Copy out the line containing "pub mod monitoring;" and each line after it, through the last one in the material, exactly as written.
---------------
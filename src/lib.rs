/*!
 * Unwind Harness Library
 *
 * Conformance checks for exception propagation across alternating hosted and
 * native frames:
 * - Hosted, native and structured exceptions raised from stack or heap guards
 * - Frame chains built through a module's exported entry points
 * - Guard teardown order and payload integrity verified per case
 */

pub mod config;
pub mod core;
pub mod dispatch;
pub mod emitter;
pub mod exceptions;
pub mod frames;
pub mod hosted;
pub mod monitoring;
pub mod orchestrator;

// Re-exports
pub use config::HarnessConfig;
pub use crate::core::{
    AllocationSite, CaseFailure, CleanupEvent, CleanupJournal, CleanupPhase, ExceptionKind,
    ExecutionContext, HarnessError, HarnessResult, SetupError, SetupResult,
};
pub use dispatch::{DispatchTable, ExportTable, ModuleRegistry, SymbolSource};
pub use exceptions::{HostedException, NativeException, StructuredException};
pub use frames::FrameAlternator;
pub use hosted::{GcStats, HostedHeap};
pub use monitoring::init_tracing;
pub use orchestrator::{CaseReport, MatrixReport, Orchestrator, TestCase, TestMatrix, Verdict};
---------------
**Exercise response**
pub mod monitoring;
pub mod orchestrator;

// Re-exports
pub use config::HarnessConfig;
pub use crate::core::{
    AllocationSite, CaseFailure, CleanupEvent, CleanupJournal, CleanupPhase, ExceptionKind,
    ExecutionContext, HarnessError, HarnessResult, SetupError, SetupResult,
};
pub use dispatch::{DispatchTable, ExportTable, ModuleRegistry, SymbolSource};
pub use exceptions::{HostedException, NativeException, StructuredException};
pub use frames::FrameAlternator;
pub use hosted::{GcStats, HostedHeap};
pub use monitoring::init_tracing;
pub use orchestrator::{CaseReport, MatrixReport, Orchestrator, TestCase, TestMatrix, Verdict};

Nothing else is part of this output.